Seif Al-Islam et un autre fils, Mouatassim, « voulaient que Kadhafi reste, surtout Seif », considéré comme son dauphin, tandis que « Senoussi le mettait sous pression pour qu’il parte », en vain.

Le 19 août, les forces du Conseil national de transition (CNT) étant aux portes de Tripoli, Mouammar Kadhafi file à Syrte, sa région natale, s’y sachant populaire. Les pro-CNT entrent dans Bab al-Aziziya, sa résidence, le 23.

« Kadhafi savait que c’était fini (…) depuis que ses troupes avaient été repoussées de Misrata », un des fiefs de l’insurrection, le 25 avril, et devenait depuis « de plus en plus nerveux », se rappelle M. Daou. « Il était aussi sous pression parce que ses amis l’avaient abandonné, Berlusconi (le chef du gouvernement italien Silvio Berlusconi), Sarkozy (le président français Nicolas Sarkozy), Erdogan (le Premier ministre turc Recep Tayyip Erdogan), Tony Blair (l’ex-Premier ministre britannique Tony Blair). Ca l’a miné, il les considérait comme des amis proches », ajoute-t-il.

Au début, l’ex-dictateur vit dans un hôtel de Syrte. Mais les pro-CNT atteignant les faubourgs mi-septembre, il change ensuite de logement quasi quotidiennement par mesure de sécurité.
Ses approvisionnements se réduisent, les bombes commencent à pleuvoir, les combats s’intensifient, dévastant la cité. L’électricité et l’eau courante sont coupées, la nourriture se fait rare. Celui qui veillait sur sa sécurité décrit un homme « déprimé, très inquiet ». « C’était très inhabituel de le voir comme ça », dit-il.

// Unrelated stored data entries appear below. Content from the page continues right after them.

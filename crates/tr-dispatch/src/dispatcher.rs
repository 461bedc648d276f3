//! The `Dispatcher` struct and its frame loop.

use std::any::{Any, TypeId};
use std::collections::HashMap;
use std::rc::Rc;

use tr_core::{CategoryId, DispatchConfig, FrameClock, TickError, TickResult};
use tr_registry::{Registry, Tickable};
use tracing::{debug, trace};

use crate::{DispatchObserver, TickEntry};

#[cfg(feature = "fx-hash")]
type NameIndex = rustc_hash::FxHashMap<String, CategoryId>;
#[cfg(not(feature = "fx-hash"))]
type NameIndex = HashMap<String, CategoryId>;

// ── Category table ────────────────────────────────────────────────────────────

/// One row of the dispatch table.  `entry` and `typed` point at the same
/// registry; `typed` exists so [`Dispatcher::registry`] can hand back the
/// concrete `Rc<Registry<T>>`.
struct Category {
    name:  String,
    entry: Rc<dyn TickEntry>,
    typed: Rc<dyn Any>,
}

/// Point-in-time description of one category, passed to
/// [`DispatchObserver::on_report`].
#[derive(Clone, Debug, PartialEq, Eq)]
pub struct CategorySummary {
    pub id:       CategoryId,
    pub name:     String,
    pub live:     usize,
    pub capacity: usize,
}

// ── Dispatcher ────────────────────────────────────────────────────────────────

/// Owns one [`Registry`] per element category and runs each once per frame.
///
/// Categories run in the order they were registered; that order is the
/// stable slot each category occupies within every frame.
///
/// The dispatcher is single-threaded.  Registries are shared out as
/// `Rc<Registry<T>>` so elements of one category can register elements of
/// another from inside their ticks.
///
/// Create via [`DispatcherBuilder`][crate::DispatcherBuilder], or with
/// [`Dispatcher::new`] followed by [`register`][Self::register].
pub struct Dispatcher {
    /// Configuration shared by every registry this dispatcher creates.
    pub config: DispatchConfig,

    /// Tracks the frame about to run.
    pub clock: FrameClock,

    categories: Vec<Category>,
    by_type:    HashMap<TypeId, CategoryId>,
    by_name:    NameIndex,
}

impl Dispatcher {
    /// Create an empty dispatcher.  Fails if `config` does not validate.
    pub fn new(config: DispatchConfig) -> TickResult<Self> {
        config.validate()?;
        Ok(Self {
            config,
            clock:      FrameClock::new(),
            categories: Vec::new(),
            by_type:    HashMap::new(),
            by_name:    NameIndex::default(),
        })
    }

    // ── Category table ────────────────────────────────────────────────────

    /// Add a category for element type `T` under `name`, creating its
    /// registry.  The category runs after every category registered before it.
    ///
    /// # Errors
    ///
    /// [`TickError::DuplicateCategory`] if `T` or `name` is already present.
    pub fn register<T: Tickable + 'static>(&mut self, name: impl Into<String>) -> TickResult<CategoryId> {
        let name = name.into();
        if self.by_type.contains_key(&TypeId::of::<T>()) || self.by_name.contains_key(&name) {
            return Err(TickError::DuplicateCategory(name));
        }
        let id = CategoryId::try_from(self.categories.len())
            .map_err(|_| TickError::Config("too many categories".into()))?;

        let registry: Rc<Registry<T>> = Rc::new(Registry::new(&self.config));
        self.categories.push(Category {
            name:  name.clone(),
            entry: Rc::clone(&registry) as Rc<dyn TickEntry>,
            typed: registry as Rc<dyn Any>,
        });
        self.by_type.insert(TypeId::of::<T>(), id);
        self.by_name.insert(name.clone(), id);

        debug!(%id, name = %name, element = std::any::type_name::<T>(), "category registered");
        Ok(id)
    }

    /// The registry for element type `T`, or `None` if `T` was never registered.
    pub fn registry<T: Tickable + 'static>(&self) -> Option<Rc<Registry<T>>> {
        let id = self.by_type.get(&TypeId::of::<T>())?;
        Rc::clone(&self.categories[id.index()].typed)
            .downcast::<Registry<T>>()
            .ok()
    }

    pub fn category_id(&self, name: &str) -> Option<CategoryId> {
        self.by_name.get(name).copied()
    }

    pub fn category_name(&self, id: CategoryId) -> Option<&str> {
        self.categories.get(id.index()).map(|c| c.name.as_str())
    }

    /// The "run one pass now" entry point for a category.
    pub fn entry(&self, id: CategoryId) -> TickResult<Rc<dyn TickEntry>> {
        self.categories
            .get(id.index())
            .map(|c| Rc::clone(&c.entry))
            .ok_or(TickError::UnknownCategory(id))
    }

    /// Number of registered categories.
    pub fn category_count(&self) -> usize {
        self.categories.len()
    }

    /// Live element count summed over all categories.
    pub fn total_live(&self) -> usize {
        self.categories.iter().map(|c| c.entry.len()).sum()
    }

    /// Current state of every category, in table order.
    pub fn summaries(&self) -> Vec<CategorySummary> {
        self.categories
            .iter()
            .enumerate()
            .map(|(i, c)| CategorySummary {
                id:       CategoryId(i as u16),
                name:     c.name.clone(),
                live:     c.entry.len(),
                capacity: c.entry.capacity(),
            })
            .collect()
    }

    // ── Frame loop ────────────────────────────────────────────────────────

    /// Run `config.total_frames` frames from the current frame.
    pub fn run<O: DispatchObserver>(&mut self, observer: &mut O) -> TickResult<()> {
        self.run_frames(self.config.total_frames, observer)?;
        observer.on_run_end(self.clock.current);
        Ok(())
    }

    /// Run exactly `n` frames from the current frame.
    ///
    /// Useful for tests and hosts that step the dispatcher incrementally.
    pub fn run_frames<O: DispatchObserver>(&mut self, n: u64, observer: &mut O) -> TickResult<()> {
        for _ in 0..n {
            self.run_frame(observer)?;
        }
        Ok(())
    }

    /// Run one pass of every category, in table order, then advance the
    /// clock.  Returns the total number of ticks delivered.
    ///
    /// If a pass fails, later categories do not run this frame, the clock is
    /// not advanced, and the error is returned.
    pub fn run_frame<O: DispatchObserver>(&mut self, observer: &mut O) -> TickResult<usize> {
        let frame = self.clock.current;
        observer.on_frame_start(frame);

        let mut total = 0;
        for (i, category) in self.categories.iter().enumerate() {
            let id = CategoryId(i as u16);
            trace!(%frame, name = %category.name, live = category.entry.len(), "pass start");
            let ticked = category.entry.run_pass()?;
            observer.on_pass_end(frame, id, &category.name, ticked);
            total += ticked;
        }

        observer.on_frame_end(frame, total);
        if frame.is_on_interval(self.config.report_interval_frames) {
            observer.on_report(frame, &self.summaries());
        }

        self.clock.advance();
        Ok(total)
    }
}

Mouatassim, aujourd’hui mort, mène le combat à Syrte, tandis que Seif, actuellement en fuite, n’y viendra jamais : « à partir du 27 août, il est resté à Bani Walid », autre bastion pro-Kadhafi qui tombera peu avant Syrte, et « je ne l’ai jamais revu depuis », raconte Mansour Daou. Les combattants professionnels tombant les uns après les autres sous le déluge de feu des pro-CNT, des volontaires de Syrte peu expérimentés viennent les appuyer. « Kadhafi lisait des livres, prenait beaucoup de notes, faisait des siestes.C’est Mouatassim qui commandait les combattants. Kadhafi ne s’est jamais battu. Il était vieux », explique l’ex-dignitaire.

Le 19 octobre, la situation est désespérée : le dernier carré est encerclé dans le quartier n°2 de Syrte, pilonné par les bombes du CNT et de l’Otan. Décision est alors prise de partir vers le sud, vers le Wadi Djaref, près du village natal de Kadhafi.

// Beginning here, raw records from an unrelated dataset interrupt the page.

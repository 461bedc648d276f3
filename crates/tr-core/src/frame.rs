//! Frame counter.
//!
//! The dispatcher runs every registered category exactly once per `Frame`.
//! Frames carry no wall-clock meaning; the host decides how often to call
//! `run_frame`.

use std::fmt;

// ── Frame ─────────────────────────────────────────────────────────────────────

/// A monotonically increasing frame counter.
#[derive(Copy, Clone, PartialEq, Eq, PartialOrd, Ord, Hash, Debug, Default)]
pub struct Frame(pub u64);

impl Frame {
    pub const ZERO: Frame = Frame(0);

    /// Return the frame `n` steps after `self`.
    #[inline]
    pub fn offset(self, n: u64) -> Frame {
        Frame(self.0 + n)
    }

    /// `true` if this frame falls on a multiple of `interval`.  An interval of
    /// zero never matches.
    #[inline]
    pub fn is_on_interval(self, interval: u64) -> bool {
        interval > 0 && self.0.is_multiple_of(interval)
    }
}

impl fmt::Display for Frame {
    fn fmt(&self, f: &mut fmt::Formatter<'_>) -> fmt::Result {
        write!(f, "F{}", self.0)
    }
}

// ── FrameClock ────────────────────────────────────────────────────────────────

/// Tracks the frame the dispatcher is about to run.
#[derive(Clone, Debug, Default)]
pub struct FrameClock {
    pub current: Frame,
}

impl FrameClock {
    pub fn new() -> Self {
        Self::default()
    }

    /// Advance the clock by one frame.
    #[inline]
    pub fn advance(&mut self) {
        self.current = self.current.offset(1);
    }
}
//! Dispatcher observer trait for progress reporting.

use tr_core::{CategoryId, Frame};

use crate::CategorySummary;

/// Callbacks invoked by [`Dispatcher::run`][crate::Dispatcher::run] and
/// [`Dispatcher::run_frame`][crate::Dispatcher::run_frame].
///
/// All methods have default no-op implementations so implementors only need
/// to override what they care about.
///
/// # Example — population printer
///
/// ```rust,ignore
/// struct Population;
///
/// impl DispatchObserver for Population {
///     fn on_report(&mut self, frame: Frame, summaries: &[CategorySummary]) {
///         for s in summaries {
///             println!("{frame}: {} live {}", s.name, s.live);
///         }
///     }
/// }
/// ```
pub trait DispatchObserver {
    /// Called before the first category runs.
    fn on_frame_start(&mut self, _frame: Frame) {}

    /// Called after each category's pass completes successfully.
    fn on_pass_end(&mut self, _frame: Frame, _category: CategoryId, _name: &str, _ticked: usize) {}

    /// Called after every category has run.  `ticked` is the frame total.
    fn on_frame_end(&mut self, _frame: Frame, _ticked: usize) {}

    /// Called every `config.report_interval_frames` frames, after
    /// `on_frame_end`.
    fn on_report(&mut self, _frame: Frame, _summaries: &[CategorySummary]) {}

    /// Called once after `run` finishes its last frame.
    fn on_run_end(&mut self, _final_frame: Frame) {}
}

/// A [`DispatchObserver`] that does nothing.
pub struct NoopObserver;

impl DispatchObserver for NoopObserver {}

« Une erreur monumentale », pour M. Daou : « C’était une idée de Mouatassim. Il y avait environ 45 véhicules, 160 à 180 hommes, certains blessés. Le départ devait se faire vers 03H30 du matin (le 20 octobre), mais on a traîné trois ou quatre heures avant de partir (…), parce que les volontaires de Mouatassim étaient mal organisés », raconte-t-il.

Le convoi s’ébranle après l’aube, et est rapidement repéré par l’Otan qui déclenche une frappe aérienne. Les pro-CNT viennent finir le travail, tuant ou capturant les survivants.
Blessé, Kadhafi est retrouvé caché dans un tuyau d’écoulement des eaux passant sous la route où son dernier convoi a été intercepté. Il est pris par les combattants de Misrata qui tiennent alors leur revanche : il est roué de coups, insulté, humilié. Deux heures plus tard, il est mort, une balle dans la tête, une autre dans la poitrine.